University of Oslo, Oslo, Norway.
Department of Vascular Surgery, Akershus University Hospital, Lørenskog, Norway.
Cardiovasc Diabetol. 2024 Sep 9;23(1):333. doi: 10.1186/s12933-024-02421-w.
The aim was to investigate the total prevalence of known and undiagnosed diabetes mellitus (DM), and the association of DM with perioperative complications following elective, infrarenal, open surgical (OSR) or endovascular (EVAR), Abdominal Aortic Aneurysm (AAA) repair.
In this Norwegian prospective multicentre study, 877 patients underwent preoperative screening for DM by HbA measurements from November 2017 to December 2020. Diabetes was defined as screening detected HbA ≥ 48 mmol/mol (6.5%) or previously diagnosed diabetes.
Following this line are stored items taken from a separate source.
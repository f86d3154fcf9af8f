//! Clipboard via the OSC 52 terminal escape.
//!
//! Works over SSH and inside tmux (with `set-clipboard on`) without any
//! platform clipboard library.

use std::io::{self, Write};

use base64::Engine;

/// Writes `text` to the terminal clipboard through `out`.
pub fn copy_to_clipboard<W: Write>(out: &mut W, text: &str) -> io::Result<()> {
    let encoded = base64::engine::general_purpose::STANDARD.encode(text.as_bytes());
    write!(out, "\x1b]52;c;{}\x07", encoded)?;
    out.flush()
}

#[cfg(test)]
mod tests {
    use super::*;

    #[test]
    fn test_osc52_sequence() {
        let mut buf = Vec::new();
        copy_to_clipboard(&mut buf, "alex@example.com").unwrap();
        assert_eq!(
            String::from_utf8(buf).unwrap(),
            "\x1b]52;c;YWxleEBleGFtcGxlLmNvbQ==\x07"
        );
    }

    #[test]
    fn test_utf8_payload() {
        let mut buf = Vec::new();
        copy_to_clipboard(&mut buf, "é").unwrap();
        assert_eq!(String::from_utf8(buf).unwrap(), "\x1b]52;c;w6k=\x07");
    }
}
//! Terminal dashboard over a [`RecordSource`](crate::provider::RecordSource).

mod app;
mod clipboard;
mod event;
mod input;
mod render;
mod state;
mod style;
mod widgets;

pub use app::{App, AppOptions};
pub use state::AppState;
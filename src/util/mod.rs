//! Utility modules for regdash.

mod timestamp;

pub use timestamp::{TimestampParseError, parse_created_at};
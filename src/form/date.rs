//! Date normalization for date-of-birth handling
//!
//! Loose date text (ISO `YYYY-MM-DD`, localized `DD.MM.YYYY`, and a few
//! generic shapes) is parsed into a calendar date, formatted back as
//! `DD.MM.YYYY`, and used for exact calendar-year age arithmetic.

use chrono::{DateTime, Datelike, Local, NaiveDate, NaiveDateTime};
use regex::Regex;
use std::sync::LazyLock;

/// Canonical outbound date format
pub const CANONICAL_FORMAT: &str = "%d.%m.%Y";

static ISO_DATE: LazyLock<Regex> =
    LazyLock::new(|| Regex::new(r"^\d{4}-\d{2}-\d{2}$").expect("iso date regex is valid"));

static DOTTED_DATE: LazyLock<Regex> =
    LazyLock::new(|| Regex::new(r"^\d{2}\.\d{2}\.\d{4}$").expect("dotted date regex is valid"));

/// Naive datetime shapes tried by the fallback parser
const FALLBACK_DATETIME_FORMATS: &[&str] = &["%Y-%m-%dT%H:%M:%S%.f", "%Y-%m-%d %H:%M:%S%.f"];

/// Plain date shapes tried by the fallback parser
const FALLBACK_DATE_FORMATS: &[&str] = &["%Y/%m/%d", "%B %d, %Y", "%d %B %Y"];

/// Parse loose date text into a calendar date.
///
/// Returns `None` for anything that is not a real calendar day. Day 31 of a
/// short month is rejected, never rolled into the next month.
pub fn parse(raw: &str) -> Option<NaiveDate> {
    let raw = raw.trim();
    if raw.is_empty() {
        return None;
    }

    if ISO_DATE.is_match(raw) {
        let mut parts = raw.split('-');
        let year = parts.next()?.parse().ok()?;
        let month = parts.next()?.parse().ok()?;
        let day = parts.next()?.parse().ok()?;
        return build(year, month, day);
    }

    if DOTTED_DATE.is_match(raw) {
        let mut parts = raw.split('.');
        let day = parts.next()?.parse().ok()?;
        let month = parts.next()?.parse().ok()?;
        let year = parts.next()?.parse().ok()?;
        return build(year, month, day);
    }

    parse_fallback(raw)
}

/// Build a date and check it maps back to the same components
fn build(year: i32, month: u32, day: u32) -> Option<NaiveDate> {
    NaiveDate::from_ymd_opt(year, month, day)
        .filter(|d| d.year() == year && d.month() == month && d.day() == day)
}

fn parse_fallback(raw: &str) -> Option<NaiveDate> {
    if let Ok(dt) = DateTime::parse_from_rfc3339(raw) {
        return Some(dt.date_naive());
    }

    let from_datetime = FALLBACK_DATETIME_FORMATS
        .iter()
        .find_map(|fmt| NaiveDateTime::parse_from_str(raw, fmt).ok())
        .map(|dt| dt.date());

    from_datetime.or_else(|| {
        FALLBACK_DATE_FORMATS
            .iter()
            .find_map(|fmt| NaiveDate::parse_from_str(raw, fmt).ok())
    })
}

/// Format a date as `DD.MM.YYYY`
pub fn format(date: NaiveDate) -> String {
    date.format(CANONICAL_FORMAT).to_string()
}

/// Exact age in whole calendar years at `today`
pub fn age(date: NaiveDate, today: NaiveDate) -> i32 {
    let mut years = today.year() - date.year();
    if (today.month(), today.day()) < (date.month(), date.day()) {
        years -= 1;
    }
    years
}

/// Source of "today" for age and future-date checks
pub trait Clock {
    fn today(&self) -> NaiveDate;
}

/// Clock backed by the local system time
#[derive(Debug, Clone, Copy, Default)]
pub struct SystemClock;

impl Clock for SystemClock {
    fn today(&self) -> NaiveDate {
        Local::now().date_naive()
    }
}

/// Clock pinned to a single day
#[derive(Debug, Clone, Copy)]
pub struct FixedClock(pub NaiveDate);

impl Clock for FixedClock {
    fn today(&self) -> NaiveDate {
        self.0
    }
}
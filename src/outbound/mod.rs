//! Hand-off of assembled payloads to the prediction caller

mod traits;
mod writer;

pub use traits::SubmissionSink;
pub use writer::JsonWriterSink;

#[cfg(test)]
pub use traits::MockSubmissionSink;
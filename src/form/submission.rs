//! Outbound payload assembly
//!
//! `assemble_submission` is only meaningful once `is_complete` holds; the
//! form controller gates on it before submitting.

use chrono::NaiveDate;
use serde::{Deserialize, Serialize, Serializer};
use thiserror::Error;

use super::date;
use super::messages::MessageLookup;
use super::types::{FieldName, FormFieldState};
use super::validators::Validators;

/// Payload handed to the prediction backend
#[derive(Debug, Clone, PartialEq, Serialize, Deserialize)]
pub struct CanonicalPayload {
    pub first_name: String,
    pub last_name: String,
    pub smokes: bool,
    pub cigarettes_per_day: Option<u32>,
    #[serde(serialize_with = "whole_as_integer")]
    pub height_cm: f64,
    #[serde(serialize_with = "whole_as_integer")]
    pub weight_kg: f64,
    /// `DD.MM.YYYY`
    pub date_of_birth: String,
    pub sports: Vec<String>,
    #[serde(serialize_with = "whole_as_integer")]
    pub insurance_price: f64,
}

/// Whole numbers go out as `170`, not `170.0`
fn whole_as_integer<S: Serializer>(value: &f64, serializer: S) -> Result<S::Ok, S::Error> {
    // 2^53, the largest range where every integer is exact
    const EXACT_LIMIT: f64 = 9_007_199_254_740_992.0;
    if value.fract() == 0.0 && value.abs() < EXACT_LIMIT {
        serializer.serialize_i64(*value as i64)
    } else {
        serializer.serialize_f64(*value)
    }
}

#[derive(Debug, Clone, PartialEq, Eq, Error)]
pub enum SubmissionError {
    #[error("submission assembled from an incomplete form (failing: {})", join_fields(.fields))]
    Incomplete { fields: Vec<FieldName> },
}

fn join_fields(fields: &[FieldName]) -> String {
    fields
        .iter()
        .map(FieldName::as_str)
        .collect::<Vec<_>>()
        .join(", ")
}

/// Every validator passes and every required field is present
pub fn is_complete<M: MessageLookup>(
    state: &FormFieldState,
    validators: &Validators<M>,
    today: NaiveDate,
) -> bool {
    failing_fields(state, validators, today).is_empty()
}

fn failing_fields<M: MessageLookup>(
    state: &FormFieldState,
    validators: &Validators<M>,
    today: NaiveDate,
) -> Vec<FieldName> {
    let mut failing: Vec<FieldName> = validators
        .validate_all(state, today)
        .into_keys()
        .collect();

    let missing = [
        (FieldName::Height, state.height_cm.is_empty()),
        (FieldName::Weight, state.weight_kg.is_empty()),
        (FieldName::DateOfBirth, state.date_of_birth.is_empty()),
        (FieldName::InsurancePrice, state.insurance_price.is_empty()),
        (
            FieldName::CigarettesPerDay,
            state.is_smoker() && state.cigarettes_per_day.is_empty(),
        ),
    ];
    for (field, absent) in missing {
        if absent && !failing.contains(&field) {
            failing.push(field);
        }
    }
    failing
}

/// Build the canonical payload from a complete form.
///
/// Fails with [`SubmissionError::Incomplete`] when called on a form that
/// does not pass [`is_complete`]; callers gate on that first.
pub fn assemble_submission<M: MessageLookup>(
    state: &FormFieldState,
    validators: &Validators<M>,
    today: NaiveDate,
) -> Result<CanonicalPayload, SubmissionError> {
    let incomplete = || SubmissionError::Incomplete {
        fields: failing_fields(state, validators, today),
    };
    if !is_complete(state, validators, today) {
        return Err(incomplete());
    }

    let smokes = state.is_smoker();
    let cigarettes_per_day = if smokes {
        Some(state.cigarettes_per_day.value().ok_or_else(incomplete)? as u32)
    } else {
        None
    };
    let dob = state.date_of_birth.value().ok_or_else(incomplete)?;

    Ok(CanonicalPayload {
        first_name: state.first_name.trim().to_string(),
        last_name: state.last_name.trim().to_string(),
        smokes,
        cigarettes_per_day,
        height_cm: state.height_cm.value().ok_or_else(incomplete)?,
        weight_kg: state.weight_kg.value().ok_or_else(incomplete)?,
        date_of_birth: date::format(dob),
        sports: state
            .sports
            .iter()
            .map(|s| s.name.trim())
            .filter(|name| !name.is_empty())
            .map(str::to_string)
            .collect(),
        insurance_price: state.insurance_price.value().ok_or_else(incomplete)?,
    })
}
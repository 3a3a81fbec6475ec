//! Trait abstraction for payload sinks to enable mocking in tests

use anyhow::Result;
use async_trait::async_trait;

use crate::form::CanonicalPayload;

/// Receiver of a complete, validated payload
#[cfg_attr(test, mockall::automock)]
#[async_trait]
pub trait SubmissionSink: Send {
    /// Deliver `payload`; only called once the form passed its completeness gate
    async fn deliver(&mut self, payload: &CanonicalPayload) -> Result<()>;
}
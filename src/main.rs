//! PAX form - command line driver for the application form engine
//!
//! Runs one form session: prefill from an extraction file, apply field
//! edits, validate, and print the canonical payload.

use anyhow::{Context, Result};
use clap::Parser;
use pax_form::form::{
    date, Clock, FieldName, FileSlot, FixedClock, SportEntry, SportLevel, SportList, SystemClock,
};
use pax_form::notify::{NotificationKind, RecordingNotifier};
use pax_form::outbound::{JsonWriterSink, SubmissionSink};
use pax_form::{FormConfig, FormSession};
use std::io;
use std::path::PathBuf;
use tracing_subscriber::{layer::SubscriberExt, util::SubscriberInitExt};

#[derive(Parser)]
#[command(name = "pax-form")]
#[command(about = "Validate a PAX insurance application and print the prediction payload")]
struct Args {
    /// Extraction output to prefill from (deleted after reading)
    #[arg(short, long)]
    prefill: Option<PathBuf>,

    /// Field edit as name=value, e.g. firstName=Jane (repeatable)
    #[arg(short, long = "field", value_parser = parse_field)]
    fields: Vec<(FieldName, String)>,

    /// Sport as name[:hobby|competitive] (repeatable)
    #[arg(short, long = "sport", value_parser = parse_sport)]
    sports: Vec<SportEntry>,

    /// Evaluate ages as of this date instead of today
    #[arg(long, value_parser = parse_date)]
    today: Option<chrono::NaiveDate>,

    /// Configuration file (defaults to the platform config directory)
    #[arg(short, long)]
    config: Option<PathBuf>,
}

fn parse_field(raw: &str) -> Result<(FieldName, String), String> {
    let (name, value) = raw
        .split_once('=')
        .ok_or_else(|| format!("expected name=value, got `{raw}`"))?;
    let field = name.trim().parse::<FieldName>().map_err(|e| e.to_string())?;
    Ok((field, value.to_string()))
}

fn parse_sport(raw: &str) -> Result<SportEntry, String> {
    match raw.rsplit_once(':') {
        Some((name, level)) => {
            let level =
                SportLevel::parse(level).ok_or_else(|| format!("unknown sport level `{level}`"))?;
            Ok(SportEntry::new(name, level))
        }
        None => Ok(SportEntry::hobby(raw)),
    }
}

fn parse_date(raw: &str) -> Result<chrono::NaiveDate, String> {
    date::parse(raw).ok_or_else(|| format!("not a valid date: `{raw}`"))
}

#[tokio::main]
async fn main() -> Result<()> {
    // Initialize logging
    tracing_subscriber::registry()
        .with(
            tracing_subscriber::EnvFilter::try_from_default_env()
                .unwrap_or_else(|_| "pax_form=info".into()),
        )
        .with(tracing_subscriber::fmt::layer().with_writer(io::stderr))
        .init();

    let args = Args::parse();

    let config = match &args.config {
        Some(path) => FormConfig::load_from(path)?,
        None => FormConfig::load().context("Failed to load configuration")?,
    };

    let notifier = RecordingNotifier::new();
    let complete = match args.today {
        Some(today) => {
            let mut session = FormSession::new(config, notifier, FixedClock(today));
            run(&args, &mut session).await?
        }
        None => run(&args, &mut FormSession::new(config, notifier, SystemClock)).await?,
    };

    if !complete {
        std::process::exit(1);
    }
    Ok(())
}

async fn run<C: Clock>(
    args: &Args,
    session: &mut FormSession<RecordingNotifier, C>,
) -> Result<bool> {
    if let Some(path) = &args.prefill {
        let applied = session.start(&mut FileSlot::new(path));
        tracing::info!("Prefilled {applied} field(s) from {}", path.display());
    }

    for (field, value) in &args.fields {
        session.set_text(*field, value);
    }

    // Sports given on the command line replace any prefilled rows
    if let Some(sports) = SportList::from_entries(args.sports.clone()) {
        session.set_sports(sports);
    }

    let payload = session.submit();
    if let Some(payload) = &payload {
        let mut sink = JsonWriterSink::new(io::stdout());
        sink.deliver(payload).await?;
        session.acknowledge_submitted();
    }

    for notification in session.notifier().shown() {
        let tag = match notification.kind {
            NotificationKind::Error => "error",
            NotificationKind::Info => "info",
            NotificationKind::Success => "ok",
        };
        eprintln!("[{tag}] {}: {}", notification.title, notification.message);
    }

    Ok(payload.is_some())
}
The association of DM with in-hospital complications, length of stay, and 30-day mortality rate were evaluated using adjusted and unadjusted logistic regression models.
The total prevalence of DM was 15% (95% CI 13%,17%), of which 25% of the DM cases (95% CI 18%,33%) were undiagnosed upon admission for AAA surgery. The OSR to EVAR ratio was 52% versus 48%, with similar distribution among DM patients, and no differences in the prevalence of known and undiagnosed DM in the EVAR versus the OSR group. Total 30-day mortality rate was 0.6% (5/877). Sixty-six organ-related complications occurred in 58 (7%) of the patients. DM was not statistically significantly associated with a higher risk of in-hospital organ-related complications (OR 1.23, 95% CI 0.57,2.39, p = 0.57), procedure-related complications (OR 1.48, 95% CI 0.79,2.63, p = 0.20), 30-day mortality (p = 0.09) or length of stay (HR 1.06, 95% CI 0.88,1.28, p = 0.54). According to post-hoc-analyses, organ-related complications were more frequent in patients with newly diagnosed DM (n = 32) than in non-DM patients (OR 4.92; 95% CI 1.53,14.3, p = 0.005).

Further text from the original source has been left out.